Open AccessDopamine Receptor Subtypes That Induce Hyperactive Urinary Bladder Response in Anesthetized Rats
Author(s) -
Hitoshi Kontani,
Tsutomu Inoue,
Takeshi Sakai
Publication year - 1990
Publication title -
japanese journal of pharmacology/japanese journal of pharmacology
Language(s) - English
Resource type - Journals
eISSN - 1347-3506
pISSN - 0021-5198
DOI - 10.1254/jjp.54.482
Subject(s) - sulpiride , bromocriptine , dopamine receptor , chemistry , stimulation , sch 23390 , endocrinology , haloperidol , medicine , dopamine , agonist , receptor , urinary bladder , lisuride , pharmacology , dopaminergic , dopamine agonist , prolactin , hormone
In anesthetized rats, SKF 38393 (10 mg/kg, i.v.) did not facilitate urinary bladder motility, but bromocriptine (BR, 5 mg/kg, i.v.) alone and the combination of BR (1 mg/kg, i.v.) and SKF 38393 (1 mg/kg, i.v.) induced a hyperactive bladder response (HBR).
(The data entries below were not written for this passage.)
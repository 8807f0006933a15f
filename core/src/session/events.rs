// Events published to the application layer

use super::state::SessionState;
use crate::error::BleError;

#[derive(Debug, Clone, PartialEq, Eq)]
pub enum SessionEvent {
    StateChanged {
        from: SessionState,
        to: SessionState,
    },
    PeripheralFound {
        address: String,
        name: Option<String>,
    },
    Ready {
        address: String,
    },
    /// Decoded payload of an enciphered characteristic, as hex text
    Notification {
        address: String,
        characteristic_id: String,
        data: String,
    },
    /// Battery level in percent (not enciphered on the wire)
    BatteryLevel {
        address: String,
        level: u8,
    },
    Disconnected {
        address: Option<String>,
    },
    Failed {
        error: BleError,
    },
}

impl SessionEvent {
    pub fn is_failure(&self) -> bool {
        matches!(self, SessionEvent::Failed { .. })
    }
}
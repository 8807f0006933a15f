// BLE session state machine
//
// Idle -> Scanning -> PeripheralFound -> Connecting -> Connected
//      -> ServicesDiscovered -> EnablingNotifications -> Ready
//
// Any state returns to Idle on disconnect or failure. Every reset bumps the
// session epoch; deferred work (scan restart timer, connect flow) carries the
// epoch it was started under and stops as soon as the epoch moves on.

use super::events::SessionEvent;
use super::state::{NotifyChannel, Session, SessionSnapshot, SessionState};
use crate::commands::DeviceCommand;
use crate::config::{uuid_eq, BleConfig, ScanConflictPolicy};
use crate::crypto::Codec;
use crate::error::{BleError, ProtocolError, Result};
use crate::store::{DeviceCache, StorageBackend};
use crate::transport::ble::{BlePlatformBridge, BridgeError, EventDispatcher, PeripheralHandle};
use parking_lot::{Mutex, RwLock};
use std::sync::Arc;
use tokio::sync::{broadcast, watch};
use tokio::task::JoinHandle;
use tracing::{debug, error, info, trace, warn};

const EVENT_CHANNEL_CAPACITY: usize = 64;

#[derive(Default)]
struct SessionTasks {
    restart_timer: Option<JoinHandle<()>>,
    connect_flow: Option<JoinHandle<()>>,
}

/// Owner of the single device session
#[derive(Clone)]
pub struct BleSession {
    bridge: Arc<dyn BlePlatformBridge>,
    config: Arc<BleConfig>,
    codec: Arc<Codec>,
    cache: DeviceCache,
    session: Arc<RwLock<Session>>,
    state_tx: Arc<watch::Sender<SessionState>>,
    epoch_tx: Arc<watch::Sender<u64>>,
    events: broadcast::Sender<SessionEvent>,
    tasks: Arc<Mutex<SessionTasks>>,
}
// wearlink: desktop CLI for the wearable link
//
// Cross-platform (macOS, Linux, Windows) front end over wearlink-core: pair
// with a wearable by name, run a live session over the host radio, exercise
// the payload codec, or walk a simulated session end to end.

mod config;
mod radio;

use anyhow::{Context, Result};
use clap::{Parser, Subcommand};
use colored::*;
use std::sync::Arc;
use std::time::Duration;
use tokio::sync::broadcast;
use wearlink_core::store::DeviceCache;
use wearlink_core::{
    BlePlatformBridge, BleSession, DeviceCommand, PeripheralDescriptor, PeripheralHandle,
    RadioEvent, ScriptedBridge, SessionEvent, SledStorage, StorageBackend,
};

#[derive(Parser)]
#[command(name = "wearlink")]
#[command(about = "Wearlink — phone-to-wearable BLE link", long_about = None)]
#[command(version)]
struct Cli {
    /// Debug logging (overridden by RUST_LOG)
    #[arg(short, long, global = true)]
    verbose: bool,

    #[command(subcommand)]
    command: Commands,
}

#[derive(Subcommand)]
enum Commands {
    /// Remember the wearable to look for
    Pair { name: String },
    /// Show the cached device and link settings
    Status,
    /// Scan for the paired wearable and bring the link up
    Connect {
        /// Seconds to wait for the link to become ready
        #[arg(short, long, default_value = "30")]
        timeout: u64,
        /// Command to send once ready (device-info, step-info, ...)
        #[arg(short, long)]
        command: Option<DeviceCommand>,
        /// Seconds to print notifications before disconnecting
        #[arg(short, long, default_value = "10")]
        listen: u64,
    },
    /// Encipher a payload into wire hex
    Encode {
        payload: String,
        /// Treat the payload as hex bytes rather than text
        #[arg(long)]
        hex: bool,
    },
    /// Decipher wire hex into plaintext
    Decode { ciphertext: String },
    /// Configure settings
    Config {
        #[command(subcommand)]
        action: ConfigAction,
    },
    /// Run a full session against a simulated wearable
    Simulate {
        #[arg(short, long, default_value = "Watch-42")]
        name: String,
    },
}

#[derive(Subcommand)]
enum ConfigAction {
    Set { key: String, value: String },
    Get { key: String },
    List,
    Path,
}

#[tokio::main]
async fn main() -> Result<()> {
    let cli = Cli::parse();

    let default_level = if cli.verbose { "debug" } else { "warn" };
    tracing_subscriber::fmt()
        .with_env_filter(
            tracing_subscriber::EnvFilter::try_from_default_env()
                .unwrap_or_else(|_| tracing_subscriber::EnvFilter::new(default_level)),
        )
        .init();

    match cli.command {
        Commands::Pair { name } => cmd_pair(name).await,
        Commands::Status => cmd_status().await,
        Commands::Connect {
            timeout,
            command,
            listen,
        } => cmd_connect(timeout, command, listen).await,
        Commands::Encode { payload, hex } => cmd_encode(payload, hex),
        Commands::Decode { ciphertext } => cmd_decode(ciphertext),
        Commands::Config { action } => cmd_config(action).await,
        Commands::Simulate { name } => cmd_simulate(name).await,
    }
}

fn open_storage(config: &config::Config) -> Result<Arc<dyn StorageBackend>> {
    let path = config.storage_dir()?;
    let storage = SledStorage::new(&path.to_string_lossy())
        .map_err(|e| anyhow::anyhow!(e))
        .with_context(|| format!("Failed to open device cache at {}", path.display()))?;
    Ok(Arc::new(storage))
}

async fn cmd_pair(name: String) -> Result<()> {
    let config = config::Config::load()?;
    let cache = DeviceCache::new(open_storage(&config)?);

    let name = name.trim();
    if name.is_empty() {
        anyhow::bail!("Device name cannot be empty");
    }
    cache.store_device_name(name)?;

    println!("{} Paired with {}", "✓".green(), name.bright_cyan());
    println!("  Next: {}", "wearlink connect".bright_green());
    Ok(())
}

async fn cmd_status() -> Result<()> {
    let config = config::Config::load()?;
    let cache = DeviceCache::new(open_storage(&config)?);

    println!("{}", "Wearlink Status".bold());
    println!();
    match cache.device_name()? {
        Some(name) => println!("  Device:   {}", name.bright_cyan()),
        None => println!("  Device:   {}", "(not paired)".dimmed()),
    }
    match cache.device_address()? {
        Some(address) => println!("  Address:  {}", address.bright_yellow()),
        None => println!("  Address:  {}", "(never connected)".dimmed()),
    }
    println!("  Service:  {}", config.ble.service_uuid);
    println!("  Scan:     {:?} window", config.ble.scan_duration());
    println!("  Storage:  {}", config.storage_dir()?.display());
    Ok(())
}

async fn cmd_connect(timeout: u64, command: Option<DeviceCommand>, listen: u64) -> Result<()> {
    let config = config::Config::load()?;
    let storage = open_storage(&config)?;
    let bridge: Arc<dyn BlePlatformBridge> = Arc::new(radio::BtleplugBridge::new());
    let session = BleSession::new(bridge, config.ble.clone(), storage)?;

    let name = session
        .cached_device_name()?
        .context("No paired device. Run `wearlink pair <name>` first")?;

    let _dispatcher = session.initialize().await.context("Failed to start radio")?;
    println!("{} Radio ready", "✓".green());

    let mut events = session.subscribe_events();
    session
        .start_scan(&config.ble.service_uuid, config.ble.scan_duration_secs)
        .await?;
    println!("{} Scanning for {}...", "•".bright_green(), name.bright_cyan());

    let address = tokio::time::timeout(Duration::from_secs(timeout), wait_ready(&mut events))
        .await
        .context("Timed out waiting for the device")??;
    println!("{} Ready: {}", "✓".green(), address.bright_yellow());

    match session.battery_level(&address).await {
        Ok(level) => println!("  Battery: {}%", level),
        // Radio-side failures are reported, not fatal.
        Err(e) if e.is_transport() => println!("  Battery: {}", e.to_string().dimmed()),
        Err(e) => return Err(e).context("Battery read rejected"),
    }

    if let Some(command) = command {
        session.send_command(command).await?;
        println!("{} Sent {}", "✓".green(), command.to_string().bright_cyan());
    }

    if listen > 0 {
        println!();
        println!("{} ({}s)", "Notifications".bold(), listen);
        let deadline = tokio::time::sleep(Duration::from_secs(listen));
        tokio::pin!(deadline);
        let mut states = session.subscribe_state();
        loop {
            tokio::select! {
                _ = &mut deadline => break,
                changed = states.changed() => {
                    let state = *states.borrow_and_update();
                    if changed.is_err() || !state.is_connected() {
                        println!("  {}", format!("Session ended ({})", state).bright_red());
                        break;
                    }
                }
                event = events.recv() => match event {
                    Ok(event) => {
                        if !print_event(&event) {
                            break;
                        }
                    }
                    Err(broadcast::error::RecvError::Lagged(n)) => {
                        println!("  {}", format!("({} events skipped)", n).dimmed());
                    }
                    Err(broadcast::error::RecvError::Closed) => break,
                },
            }
        }
    }

    if session.state().is_connected() {
        session.disconnect(&address).await?;
    }
    println!("{} Disconnected", "✓".green());
    Ok(())
}

/// Wait for the session's Ready event, failing on the first failure event.
async fn wait_ready(events: &mut broadcast::Receiver<SessionEvent>) -> Result<String> {
    loop {
        match events.recv().await {
            Ok(SessionEvent::Ready { address }) => return Ok(address),
            Ok(SessionEvent::Failed { error }) => {
                return Err(anyhow::Error::new(error).context("Session failed"))
            }
            Ok(SessionEvent::PeripheralFound { address, .. }) => {
                println!("{} Found {}", "•".bright_green(), address.bright_yellow());
            }
            Ok(_) | Err(broadcast::error::RecvError::Lagged(_)) => {}
            Err(broadcast::error::RecvError::Closed) => {
                anyhow::bail!("Session closed before the device was ready")
            }
        }
    }
}

/// Print one event. Returns false once the link is gone.
fn print_event(event: &SessionEvent) -> bool {
    match event {
        SessionEvent::Notification {
            characteristic_id,
            data,
            ..
        } => {
            println!("  {} {} {}", "←".bright_blue(), characteristic_id.dimmed(), data);
        }
        SessionEvent::BatteryLevel { level, .. } => {
            println!("  {} battery {}%", "←".bright_blue(), level);
        }
        SessionEvent::Disconnected { .. } => {
            println!("  {}", "Link lost".bright_red());
            return false;
        }
        SessionEvent::Failed { error } => {
            println!("  {} {}", "✗".red(), error);
        }
        _ => {}
    }
    true
}

fn cmd_encode(payload: String, is_hex: bool) -> Result<()> {
    let config = config::Config::load()?;
    let codec = wearlink_core::Codec::new(config.ble.cipher_key()?);

    let plaintext = if is_hex {
        hex::decode(payload.trim()).context("Payload is not valid hex")?
    } else {
        payload.into_bytes()
    };
    let frame = codec.encrypt_frame(&plaintext)?;

    println!("{}", "Encoded Frame".bold());
    println!("  Plaintext:  {}", hex::encode(&frame.plaintext));
    println!("  Padded:     {}", hex::encode(&frame.padded_plaintext).dimmed());
    println!("  Ciphertext: {}", frame.hex_ciphertext.bright_yellow());
    Ok(())
}

fn cmd_decode(ciphertext: String) -> Result<()> {
    let config = config::Config::load()?;
    let codec = wearlink_core::Codec::new(config.ble.cipher_key()?);

    let plaintext_hex = codec.decode_hex(&ciphertext)?;
    println!("{}", "Decoded Frame".bold());
    println!("  Plaintext:  {}", plaintext_hex.bright_cyan());
    let bytes = hex::decode(&plaintext_hex)?;
    if let Ok(text) = std::str::from_utf8(&bytes) {
        println!("  Text:       {:?}", text);
    }
    Ok(())
}

async fn cmd_config(action: ConfigAction) -> Result<()> {
    let mut config = config::Config::load()?;

    match action {
        ConfigAction::Set { key, value } => {
            config.set(&key, &value)?;
            config.save()?;
            let shown = config.get(&key).unwrap_or(value);
            println!("{} Set {} = {}", "✓".green(), key.bright_cyan(), shown);
        }

        ConfigAction::Get { key } => {
            if let Some(value) = config.get(&key) {
                println!("{} = {}", key.bright_cyan(), value);
            } else {
                anyhow::bail!("Unknown config key: {}", key);
            }
        }

        ConfigAction::List => {
            println!("{}", "Configuration".bold());
            println!();

            for (key, value) in config.list() {
                println!("  {:<34} {}", key.bright_cyan(), value);
            }
        }

        ConfigAction::Path => {
            println!("{}", config::Config::config_file()?.display());
        }
    }

    Ok(())
}

async fn cmd_simulate(name: String) -> Result<()> {
    let config = config::Config::load()?;
    let ble = config.ble.clone();
    let address = "AA:BB:CC:DD:EE:FF";

    let scripted = ScriptedBridge::new();
    scripted.advertise(
        PeripheralHandle::new("11:22:33:44:55:66", Some("Other-Band")).with_rssi(-80),
    );
    scripted.advertise(PeripheralHandle::new(address, Some(name.as_str())).with_rssi(-52));
    let mut descriptor = PeripheralDescriptor::new(address)
        .with_characteristic(&ble.service_uuid, &ble.tx_characteristic_uuid)
        .with_characteristic(&ble.service_uuid, &ble.flow_control_characteristic_uuid)
        .with_characteristic(&ble.service_uuid, &ble.rx_characteristic_uuid)
        .with_characteristic(&ble.battery_service_uuid, &ble.battery_characteristic_uuid);
    descriptor.name = Some(name.clone());
    scripted.set_descriptor(descriptor);
    scripted.set_value(&ble.battery_characteristic_uuid, vec![87]);

    let storage: Arc<dyn StorageBackend> = Arc::new(wearlink_core::MemoryStorage::new());
    let bridge: Arc<dyn BlePlatformBridge> = Arc::new(scripted.clone());
    let session = BleSession::new(bridge, ble.clone(), storage)?;
    session.set_target_device_name(&name)?;

    let _dispatcher = session.initialize().await?;
    let mut events = session.subscribe_events();

    println!("{}", "Simulated Session".bold());
    println!();
    session.start_scan(&ble.service_uuid, ble.scan_duration_secs).await?;
    let address = tokio::time::timeout(Duration::from_secs(5), async {
        loop {
            match events.recv().await {
                Ok(SessionEvent::StateChanged { from, to }) => {
                    let to = to.to_string();
                    println!("  {} {} → {}", "•".bright_green(), from, to.bright_cyan());
                }
                Ok(SessionEvent::Ready { address }) => return Ok(address),
                Ok(SessionEvent::Failed { error }) => return Err(anyhow::Error::new(error)),
                Ok(_) | Err(broadcast::error::RecvError::Lagged(_)) => {}
                Err(broadcast::error::RecvError::Closed) => anyhow::bail!("session closed"),
            }
        }
    })
    .await
    .context("Simulated session did not become ready")??;
    println!("{} Ready: {}", "✓".green(), address.bright_yellow());

    let level = session.battery_level(&address).await?;
    println!("  Battery: {}%", level);

    session.send_command(DeviceCommand::DeviceInfo).await?;
    if let Some(written) = scripted.written().last() {
        println!("  {} tx {}", "→".bright_green(), String::from_utf8_lossy(written));
    }

    // Device answers on the rx characteristic
    let reply = session.codec().encode(b"OK")?;
    scripted.emit(RadioEvent::CharacteristicValueChanged {
        address: address.clone(),
        service_id: ble.service_uuid.clone(),
        characteristic_id: ble.rx_characteristic_uuid.clone(),
        value: reply.into_bytes(),
    });
    let notification = tokio::time::timeout(Duration::from_secs(2), async {
        loop {
            match events.recv().await {
                Ok(event @ SessionEvent::Notification { .. }) => return Some(event),
                Ok(_) | Err(broadcast::error::RecvError::Lagged(_)) => {}
                Err(broadcast::error::RecvError::Closed) => return None,
            }
        }
    })
    .await
    .ok()
    .flatten();
    if let Some(event) = notification {
        print_event(&event);
    }

    session.disconnect(&address).await?;
    println!("{} Disconnected, state {}", "✓".green(), session.state());
    Ok(())
}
Both HBR induced by BR alone or BR and SKF 38393 combined was suppressed by SCH 23390, sulpiride or haloperidol. These results indicate that HBR is mediated by the activation of D-2 receptors, and the effects of D-2 agonists on bladder motility are potentiated by the simultaneous stimulation of D-1 receptors.